= Supercomplex =

Supramolecular structures in mitochondria

I/III/IV Supercomplex. Complex I in yellow, Complex III in green, and Complex IV in purple. A, B, and E are side views of the complexes as they are oriented upright in the membrane. Horizontal lines on E indicate the position of the membrane. D is a view from the intermembrane space. C and F are viewed from inside the matrix.

Modern biological research has revealed strong evidence that the enzymes of the mitochondrial respiratory chain assemble into larger, supramolecular structures called supercomplexes, instead of the traditional fluid model of discrete enzymes dispersed in the inner mitochondrial membrane. These supercomplexes are functionally active and necessary for forming stable respiratory complexes.

One supercomplex of complex I, III, and IV make up a unit known as a respirasome. Respirasomes have been found in a variety of species and tissues, including rat brain, liver, kidney, skeletal muscle, heart, bovine heart, human skin fibroblasts, fungi, plants, and C. elegans.

==History==
In 1955, biologists Britton Chance and G. R. Williams were the first to propose the idea that respiratory enzymes assemble into larger complexes, although the fluid state model remained the standard. However, as early as 1985, researchers had begun isolating complex III/complex IV supercomplexes from bacteria and yeast. Finally, in 2000 Hermann Schägger and Kathy Pfeiffer used Blue Native PAGE to isolate bovine mitochondrial membrane proteins, showing Complex I, III, and IV arranged in supercomplexes.

==Composition and formation==
The most common supercomplexes observed are Complex I/III, Complex I/III/IV, and Complex III/IV. Most of Complex II is found in a free-floating form in both plant and animal mitochondria. Complex V can be found co-migrating as a dimer with other supercomplexes, but scarcely as part of the supercomplex unit.

Supercomplex assembly appears to be dynamic and respiratory enzymes are able to alternate between participating in large respirasomes and existing in a free state. It is not known what triggers changes in complex assembly, but research has revealed that the formation of supercomplexes is heavily dependent upon the lipid composition of the mitochondrial membrane, and in particular requires the presence of cardiolipin, a unique mitochondrial lipid. In yeast mitochondria lacking cardiolipin, the number of enzymes forming respiratory supercomplexes was significantly reduced.

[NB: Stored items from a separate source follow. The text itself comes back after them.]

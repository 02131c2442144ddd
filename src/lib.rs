pub mod collection;
pub mod error;
pub mod history;
pub mod name;
pub mod recorder;
pub mod rotator;
pub mod snapshot;

mod wire;

pub use collection::{Identity, IdentitySet, Key, StatsCollection, Template};
pub use error::{Error, Result};
pub use history::{Bucket, Counters, History};
pub use name::{Span, END_OPEN};
pub use recorder::{CombiningRewriter, RecorderConfig, RemoveUidRewriter, SnapshotRecorder};
pub use rotator::{FileRotator, Rewriter, StreamReader, StreamWriter};
pub use snapshot::{
    Entry, IgnoringObserver, NonMonotonicObserver, SetKind, Snapshot, TAG_NONE, UID_ALL,
};
//! Rotating file store with crash-safe in-place rewrites.
//!
//! A rotator manages one directory of files sharing a well-known prefix.
//! A single "active" file accepts rewrites until it is old enough to be
//! sealed into a historical file; sealed files are deleted once they age
//! past the retention window. Instead of touching files directly, callers
//! implement stream visitors ([`StreamReader`], [`StreamWriter`],
//! [`Rewriter`]) that the rotator drives through an atomic
//! read-modify-write protocol.
//!
//! During a rewrite exactly one sidecar exists next to the target:
//! `<name>.backup` preserves the prior content, or the empty marker
//! `<name>.no_backup` records that no prior file existed. A sidecar found
//! at construction time means a rewrite was interrupted; recovery restores
//! the prior committed state. Not thread safe.

use std::fs::{self, File};
use std::io::{BufReader, BufWriter, Read, Write};
use std::path::{Path, PathBuf};

use crate::name::{self, Span};
use crate::Result;

const SUFFIX_BACKUP: &str = ".backup";
const SUFFIX_NO_BACKUP: &str = ".no_backup";

/// Consumes existing file content. May be called once per matching file
/// when reading rotated history.
pub trait StreamReader {
    fn read(&mut self, src: &mut dyn Read) -> Result<()>;
}

/// Produces replacement file content.
pub trait StreamWriter {
    fn write(&mut self, dst: &mut dyn Write) -> Result<()>;
}

/// Read-modify-write transformer driven by the rotator. For each file the
/// call order is strict: `reset`, `read` (when the file exists),
/// `should_write`, `write`. The gate is not consulted for files that do
/// not exist yet; a missing target is always a candidate for creation.
pub trait Rewriter: StreamReader + StreamWriter {
    fn reset(&mut self);
    fn should_write(&self) -> bool;
}

/// Rotates files over time, similar to `logrotate`. Callers must invoke
/// [`FileRotator::maybe_rotate`] periodically to drive actual rotation.
pub struct FileRotator {
    base_path: PathBuf,
    prefix: String,
    rotate_age_millis: i64,
    delete_age_millis: i64,
}

impl FileRotator {
    /// Open a rotator over `base_path`, creating the directory if needed
    /// and recovering any rewrite interrupted by a crash.
    pub fn new(
        base_path: impl Into<PathBuf>,
        prefix: impl Into<String>,
        rotate_age_millis: i64,
        delete_age_millis: i64,
    ) -> Result<Self> {
        let rotator = Self {
            base_path: base_path.into(),
            prefix: prefix.into(),
            rotate_age_millis,
            delete_age_millis,
        };
        fs::create_dir_all(&rotator.base_path)?;
        rotator.recover()?;
        Ok(rotator)
    }

    pub fn base_path(&self) -> &Path {
        &self.base_path
    }

    pub fn prefix(&self) -> &str {
        &self.prefix
    }

    /// Resolve sidecars left behind by an interrupted rewrite. A backup
    /// holds the prior committed content and is renamed over whatever
    /// partial write happened; a no-backup marker means the target did not
    /// exist before, so both marker and partial target are deleted.
    /// Idempotent.
    fn recover(&self) -> Result<()> {
        for entry in self.list()? {
            if !entry.starts_with(&self.prefix) {
                continue;
            }

            if let Some(base) = entry.strip_suffix(SUFFIX_BACKUP) {
                log::debug!("recovering {entry}");
                fs::rename(self.base_path.join(&entry), self.base_path.join(base))?;
            } else if let Some(base) = entry.strip_suffix(SUFFIX_NO_BACKUP) {
                log::debug!("recovering {entry}");
                fs::remove_file(self.base_path.join(&entry))?;
                remove_if_exists(&self.base_path.join(base))?;
            }
        }
        Ok(())
    }

    /// Delete all files managed by this rotator. Per-entry failures are
    /// best-effort; a listing failure is fatal.
    pub fn delete_all(&self) -> Result<()> {
        for entry in self.list()? {
            if name::parse(&self.prefix, &entry).is_none() {
                continue;
            }
            let _ = fs::remove_file(self.base_path.join(&entry));
        }
        Ok(())
    }

    /// Rewrite the currently active file, which need not exist yet. Reads
    /// any existing content first, then writes modified data under backup
    /// protection.
    pub fn rewrite_active(
        &self,
        rewriter: &mut dyn Rewriter,
        current_time_millis: i64,
    ) -> Result<()> {
        let active = self.active_name(current_time_millis)?;
        self.rewrite_single(rewriter, &active)
    }

    /// Rewrite every managed file, usually to transform historical data.
    /// Each file is processed atomically; visitation order is unspecified.
    pub fn rewrite_all(&self, rewriter: &mut dyn Rewriter) -> Result<()> {
        for entry in self.list()? {
            if name::parse(&self.prefix, &entry).is_none() {
                continue;
            }
            self.rewrite_single(rewriter, &entry)?;
        }
        Ok(())
    }

    fn rewrite_single(&self, rewriter: &mut dyn Rewriter, name: &str) -> Result<()> {
        log::debug!("rewriting {name}");

        let path = self.base_path.join(name);
        rewriter.reset();

        if path.exists() {
            read_file(&path, rewriter)?;

            // skip when rewriter has nothing to write
            if !rewriter.should_write() {
                return Ok(());
            }

            // keep existing data in a backup during the write
            let backup = self.base_path.join(format!("{name}{SUFFIX_BACKUP}"));
            fs::rename(&path, &backup)?;

            match write_file(&path, rewriter) {
                Ok(()) => {
                    fs::remove_file(&backup)?;
                    Ok(())
                }
                Err(err) => {
                    let _ = fs::remove_file(&path);
                    let _ = fs::rename(&backup, &path);
                    Err(err)
                }
            }
        } else {
            // mark that no prior content existed
            let marker = self.base_path.join(format!("{name}{SUFFIX_NO_BACKUP}"));
            File::create(&marker)?;

            match write_file(&path, rewriter) {
                Ok(()) => {
                    fs::remove_file(&marker)?;
                    Ok(())
                }
                Err(err) => {
                    let _ = fs::remove_file(&path);
                    let _ = fs::remove_file(&marker);
                    Err(err)
                }
            }
        }
    }

    /// Stream every managed file whose range intersects the closed
    /// interval `[match_start_millis, match_end_millis]` into `reader`.
    /// Visitation order is unspecified; readers must be commutative.
    pub fn read_matching(
        &self,
        reader: &mut dyn StreamReader,
        match_start_millis: i64,
        match_end_millis: i64,
    ) -> Result<()> {
        for entry in self.list()? {
            let Some(span) = name::parse(&self.prefix, &entry) else {
                continue;
            };
            if span.overlaps(match_start_millis, match_end_millis) {
                log::debug!("reading matching {entry}");
                read_file(&self.base_path.join(&entry), reader)?;
            }
        }
        Ok(())
    }

    /// Name of the currently active file: the oldest active file whose
    /// start precedes `current_time_millis`, or a fresh name starting now.
    fn active_name(&self, current_time_millis: i64) -> Result<String> {
        let mut oldest: Option<(String, i64)> = None;

        for entry in self.list()? {
            let Some(span) = name::parse(&self.prefix, &entry) else {
                continue;
            };
            if !span.is_active() || span.start_millis >= current_time_millis {
                continue;
            }
            match &oldest {
                Some((_, start)) if *start <= span.start_millis => {}
                _ => oldest = Some((entry, span.start_millis)),
            }
        }

        Ok(match oldest {
            Some((entry, _)) => entry,
            None => name::build(&self.prefix, Span::active(current_time_millis)),
        })
    }

    /// Seal active files past the rotation age and delete sealed files
    /// past the retention age. Per-entry failures are best-effort; a
    /// listing failure is fatal.
    pub fn maybe_rotate(&self, current_time_millis: i64) -> Result<()> {
        let rotate_before = current_time_millis.saturating_sub(self.rotate_age_millis);
        let delete_before = current_time_millis.saturating_sub(self.delete_age_millis);

        for entry in self.list()? {
            let Some(span) = name::parse(&self.prefix, &entry) else {
                continue;
            };

            if span.is_active() {
                if span.start_millis <= rotate_before {
                    log::debug!("rotating {entry}");
                    let sealed = name::build(
                        &self.prefix,
                        Span::sealed(span.start_millis, current_time_millis),
                    );
                    let _ = fs::rename(self.base_path.join(&entry), self.base_path.join(sealed));
                }
            } else if span.end_millis <= delete_before {
                log::debug!("deleting {entry}");
                let _ = fs::remove_file(self.base_path.join(&entry));
            }
        }
        Ok(())
    }

    fn list(&self) -> Result<Vec<String>> {
        let mut entries = Vec::new();
        for entry in fs::read_dir(&self.base_path)? {
            let entry = entry?;
            if let Some(entry_name) = entry.file_name().to_str() {
                entries.push(entry_name.to_string());
            }
        }
        Ok(entries)
    }
}

fn read_file<R: StreamReader + ?Sized>(path: &Path, reader: &mut R) -> Result<()> {
    let file = File::open(path)?;
    let mut src = BufReader::new(file);
    reader.read(&mut src)
}

fn write_file<W: StreamWriter + ?Sized>(path: &Path, writer: &mut W) -> Result<()> {
    let file = File::create(path)?;
    let mut dst = BufWriter::new(file);
    writer.write(&mut dst)?;
    // move user-space buffers into the kernel, then push them to disk
    dst.flush()?;
    dst.get_ref().sync_all()?;
    Ok(())
}

fn remove_if_exists(path: &Path) -> std::io::Result<()> {
    match fs::remove_file(path) {
        Err(err) if err.kind() == std::io::ErrorKind::NotFound => Ok(()),
        other => other,
    }
}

According to Wenz et al. (2009), cardiolipin stabilizes the supercomplex formation by neutralizing the charges of lysine residues in the interaction domain of Complex III with Complex IV. In 2012, Bazan et al. was able to reconstitute trimer and tetramer Complex III/IV supercomplexes from purified complexes isolated from Saccharomyces cerevisiae and exogenous cardiolipin liposomes.

Another hypothesis for respirasome formation is that membrane potential may initiate changes in the electrostatic/hydrophobic interactions mediating the assembly/disassembly of supercomplexes.

==Functional significance==
The functional significance of respirasomes is not entirely clear but more recent research is beginning to shed some light on their purpose. It has been hypothesized that the organization of respiratory enzymes into supercomplexes reduces oxidative damage and increases metabolism efficiency. Schäfer et al. (2006) demonstrated that supercomplexes comprising Complex IV had higher activities in Complex I and III, indicating that the presence of Complex IV modifies the conformation of the other complexes to enhance catalytic activity. Evidence has also been accumulated to show that the presence of respirasomes is necessary for the stability and function of Complex I. In 2013, Lapuente-Brun et al. demonstrated that supercomplex assembly is "dynamic and organizes electron flux to optimize the use of available substrates."